Arrivé, je fais un détour par mon pré. Le mont Popey offre ses flancs boisés au vent du sud. Je m’approche de la barrière. Mes deux juments viennent à ma rencontre. L’air est froid et humide. Je prends une profonde respiration en levant la tête. C’est la Voix Lactée qui donne au ciel son impression de voûte. C’est notre galaxie. Bien avant que l’astronomie moderne ne le confirme, les Cheyennes désignaient en elle, Mahéo, le grand créateur.
Je me surprends à le prier de me garder sain.
J’ai arraché le gui de vieux pommiers et les ai élagués. Il me reste à brûler le bois. J’envisage de planter une haie de noisetiers et, au printemps, d’amener ma jument pie à l’étalon… Cette nuit-là, je ne m’explique pas une soudaine sérénité. Elle me fait murmurer à l’oreille des chevaux : « na tsistsistas/na shi neh /na piva mohk da /na shi neh. (Je suis un être humain / je suis là / je me sens bien / je suis là). »

En préambule d’une autre lecture dans la région, en octobre 1999, Henson déclare : «Je ne suis pas capitaliste. Je ne suis pas communiste. Je ne suis pas Américain. Je ne suis pas Indien : les Indiens vivent en Inde. Je suis Cheyenne… Je vous salue au nom de la nation cheyenne…»
Ce jour-là, lors de notre seconde rencontre, je lui parle de mon souhait de créer une « cabane d’éditions » et de le publier. J’ai beau me définir en résistance contre les excès d’une économie qualifiée trompeusement de mondialisation libérale, j’ai conscience que ce n’est pour lui qu’un discours.

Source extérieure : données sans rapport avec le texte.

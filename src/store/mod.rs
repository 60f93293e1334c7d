//! Durable download status per model identifier
//!
//! Status codes match the persisted encoding: `-1` pending, `0` downloading, `1` ready.
//! An identifier with no record has never been attempted.

pub mod file;

pub use file::JsonStatusStore;

use crate::error::Result;
use async_trait::async_trait;
use serde::{Deserialize, Serialize};
use std::fmt;

/// Download state of a model
#[derive(Debug, Clone, Copy, PartialEq, Eq, Hash, Serialize, Deserialize)]
#[serde(into = "i8", try_from = "i8")]
pub enum DownloadStatus {
    Pending,
    Downloading,
    Ready,
}

impl DownloadStatus {
    #[must_use]
    pub const fn code(self) -> i8 {
        match self {
            Self::Pending => -1,
            Self::Downloading => 0,
            Self::Ready => 1,
        }
    }

    #[must_use]
    pub const fn from_code(code: i8) -> Option<Self> {
        match code {
            -1 => Some(Self::Pending),
            0 => Some(Self::Downloading),
            1 => Some(Self::Ready),
            _ => None,
        }
    }
}

impl From<DownloadStatus> for i8 {
    fn from(status: DownloadStatus) -> Self {
        status.code()
    }
}

impl TryFrom<i8> for DownloadStatus {
    type Error = String;

    fn try_from(code: i8) -> std::result::Result<Self, Self::Error> {
        Self::from_code(code).ok_or_else(|| format!("invalid download status code {code}"))
    }
}

impl fmt::Display for DownloadStatus {
    fn fmt(&self, f: &mut fmt::Formatter<'_>) -> fmt::Result {
        let name = match self {
            Self::Pending => "PENDING",
            Self::Downloading => "DOWNLOADING",
            Self::Ready => "READY",
        };
        f.write_str(name)
    }
}

/// One row of the status store
#[derive(Debug, Clone, PartialEq, Eq, Serialize, Deserialize)]
pub struct ModelState {
    pub model_id: String,
    pub download_status: DownloadStatus,
    pub modified_time: String,
}

/// Persistence seam for download status
///
/// `put` is an upsert and must be atomic per identifier.
#[async_trait]
pub trait StatusStore: Send + Sync {
    async fn get(&self, model_id: &str) -> Result<Option<DownloadStatus>>;

    async fn put(&self, model_id: &str, status: DownloadStatus) -> Result<()>;

    /// Recorded states, restricted to `model_ids` when given. Unrecorded ids are omitted.
    async fn list(&self, model_ids: Option<&[String]>) -> Result<Vec<ModelState>>;
}
use crate::error::Result;
use crate::models::catalog::{Catalog, ModelInfo};
use crate::models::handle::{ModelHandle, SpeechModel};
use once_cell::sync::OnceCell;
use parking_lot::RwLock;
use std::collections::HashMap;
use std::sync::Arc;

/// Builds model instances for the registry
pub trait ModelFactory: Send + Sync {
    /// Instantiate the model described by `info`. May be slow.
    fn create(&self, info: &ModelInfo) -> Result<Box<dyn SpeechModel>>;
}

impl<F> ModelFactory for F
where
    F: Fn(&ModelInfo) -> Result<Box<dyn SpeechModel>> + Send + Sync,
{
    fn create(&self, info: &ModelInfo) -> Result<Box<dyn SpeechModel>> {
        self(info)
    }
}

type Slot = Arc<OnceCell<ModelHandle>>;

/// In-memory cache of instantiated models, keyed by identifier
///
/// Each identifier owns a construct-once cell. The map lock is only held to find
/// or insert that cell, so constructing one model never blocks lookups or loads
/// of another.
pub struct ModelRegistry {
    catalog: Catalog,
    factory: Box<dyn ModelFactory>,
    slots: RwLock<HashMap<String, Slot>>,
}

impl ModelRegistry {
    pub fn new(catalog: Catalog, factory: impl ModelFactory + 'static) -> Self {
        Self {
            catalog,
            factory: Box::new(factory),
            slots: RwLock::new(HashMap::new()),
        }
    }

    #[must_use]
    pub const fn catalog(&self) -> &Catalog {
        &self.catalog
    }

    /// Return the handle for `id`, instantiating it on first use
    ///
    /// Concurrent callers for the same unseen `id` share one construction.
    /// If construction fails nothing is published and the next call retries.
    pub fn load(&self, id: &str) -> Result<ModelHandle> {
        let info = self.catalog.require(id)?;

        let slot = self.slot_for(id);
        let handle = slot.get_or_try_init(|| {
            tracing::info!("Instantiating model {id}");
            let model = self.factory.create(info)?;
            tracing::info!("Model {id} loaded");
            Ok::<_, crate::error::VoiceError>(ModelHandle::new(id, model))
        })?;

        Ok(handle.clone())
    }

    /// Fast path under the shared lock, re-check under the exclusive lock
    fn slot_for(&self, id: &str) -> Slot {
        if let Some(slot) = self.slots.read().get(id) {
            return Arc::clone(slot);
        }

        let mut slots = self.slots.write();
        Arc::clone(slots.entry(id.to_string()).or_default())
    }

    /// Drop the handle for `id`. Returns whether a loaded handle was removed.
    ///
    /// A handle still under construction counts as not loaded and is left in
    /// place, so its builder and any waiting loaders end up sharing it.
    /// Operations already holding a clone of the handle run to completion.
    pub fn unload(&self, id: &str) -> bool {
        if !self.slots.read().contains_key(id) {
            return false;
        }

        let mut slots = self.slots.write();
        match slots.get(id).map(|slot| slot.get().is_some()) {
            Some(true) => {
                slots.remove(id);
                tracing::info!("Model {id} unloaded");
                true
            }
            Some(false) => {
                tracing::debug!("Model {id} is still being built, leaving it in place");
                false
            }
            None => false,
        }
    }

    /// Handle for `id` if it is loaded, without instantiating it
    #[must_use]
    pub fn get(&self, id: &str) -> Option<ModelHandle> {
        self.slots.read().get(id).and_then(|slot| slot.get().cloned())
    }

    #[must_use]
    pub fn is_loaded(&self, id: &str) -> bool {
        self.get(id).is_some()
    }

    /// Snapshot of identifiers with a fully constructed handle
    #[must_use]
    pub fn list_loaded(&self) -> Vec<String> {
        self.slots
            .read()
            .iter()
            .filter(|(_, slot)| slot.get().is_some())
            .map(|(id, _)| id.clone())
            .collect()
    }
}

impl std::fmt::Debug for ModelRegistry {
    fn fmt(&self, f: &mut std::fmt::Formatter<'_>) -> std::fmt::Result {
        f.debug_struct("ModelRegistry")
            .field("catalog", &self.catalog)
            .field("loaded", &self.list_loaded())
            .finish_non_exhaustive()
    }
}
use crate::dispatch::WorkDispatcher;
use crate::error::{Result, VoiceError};
use crate::models::ModelRegistry;
use serde::{Deserialize, Serialize};
use std::path::{Path, PathBuf};
use std::sync::Arc;

/// Result of one synthesis call
#[derive(Debug, Clone, PartialEq, Eq, Serialize, Deserialize)]
pub struct SynthesisOutput {
    pub filename: String,
}

/// Synthesis and configuration calls, executed on the work dispatcher
#[derive(Debug, Clone)]
pub struct SpeechService {
    registry: Arc<ModelRegistry>,
    dispatcher: Arc<WorkDispatcher>,
    output_dir: PathBuf,
    extension: String,
}

impl SpeechService {
    pub fn new(
        registry: Arc<ModelRegistry>,
        dispatcher: Arc<WorkDispatcher>,
        output_dir: impl Into<PathBuf>,
        extension: impl Into<String>,
    ) -> Self {
        Self {
            registry,
            dispatcher,
            output_dir: output_dir.into(),
            extension: extension.into(),
        }
    }

    #[must_use]
    pub fn output_dir(&self) -> &Path {
        &self.output_dir
    }

    /// Convert `text` with model `model_id`, returning the written file
    pub async fn synthesize(&self, model_id: &str, text: &str) -> Result<SynthesisOutput> {
        let info = self.registry.catalog().require(model_id)?;
        if text.trim().is_empty() {
            return Err(VoiceError::InvalidRequest("text must not be empty".to_string()));
        }

        let path = self
            .output_dir
            .join(info.output_subdir)
            .join(unique_filename(model_id, &self.extension));

        let registry = Arc::clone(&self.registry);
        let model_id = model_id.to_string();
        let text = text.to_string();

        let written = self
            .dispatcher
            .run(move || {
                let handle = registry.load(&model_id)?;
                if let Some(parent) = path.parent() {
                    std::fs::create_dir_all(parent)?;
                }
                handle.generate_audio(&text, &path).map_err(|e| match e {
                    VoiceError::Synthesis(_) => e,
                    other => VoiceError::Synthesis(other.to_string()),
                })
            })
            .await?;

        tracing::info!("Audio file: {}", written.display());
        Ok(SynthesisOutput {
            filename: written.display().to_string(),
        })
    }

    /// Change language and optionally voice of model `model_id`, loading it if needed
    pub async fn change_language(
        &self,
        model_id: &str,
        lang_code: &str,
        voice: Option<&str>,
    ) -> Result<()> {
        self.registry.catalog().require(model_id)?;

        let registry = Arc::clone(&self.registry);
        let model_id = model_id.to_string();
        let lang_code = lang_code.to_string();
        let voice = voice.map(ToString::to_string);

        self.dispatcher
            .run(move || {
                registry
                    .load(&model_id)?
                    .change_language(&lang_code, voice.as_deref())
            })
            .await
    }
}

/// `<model_id>_<random>.<ext>`, unique per call
fn unique_filename(model_id: &str, extension: &str) -> String {
    let suffix = uuid::Uuid::new_v4().simple().to_string();
    format!("{model_id}_{}.{extension}", &suffix[..12])
}

#[cfg(test)]
mod tests {
    use super::*;

    #[test]
    fn test_unique_filename() {
        let a = unique_filename("kokoro-82M", "wav");
        let b = unique_filename("kokoro-82M", "wav");

        assert!(a.starts_with("kokoro-82M_"));
        assert!(a.ends_with(".wav"));
        assert_eq!(a.len(), "kokoro-82M_".len() + 12 + ".wav".len());
        assert_ne!(a, b);
    }
}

Lance a tenu sa promesse de m’offrir, d’ici deux mois, une poignée de poèmes inédits. Quant à moi, à la manière de Coyote, cet esprit espiègle qui tire les ficelles derrière le voile des apparences, faisant surgir l’irrationnel, ou du Farceur (trickster), autre figure de la culture amérindienne, j’ai choisi de les publier sous le titre ironique de : NOUS SOMMES TOUS AMERICAINS ! (en écho à un festival international de poésie à Paris où, invité, Lance raya sur l’affiche la mention « Américain » accolée à son nom, pour inscrire Cheyenne à la place.)
La mauvaise blague ! Dieu, merci, Lance Henson est là pour témoigner du contraire inlassablement. C’est tout le sens de sa mission de Guerrier du Chien : préserver la mémoire tribale et celle des peuples frères, même si – comme le chanta Antilope Blanche avant d’être assassiné à Sand Creek, en 1864 – « Rien ne dure longtemps, excepté la terre et les montagnes.»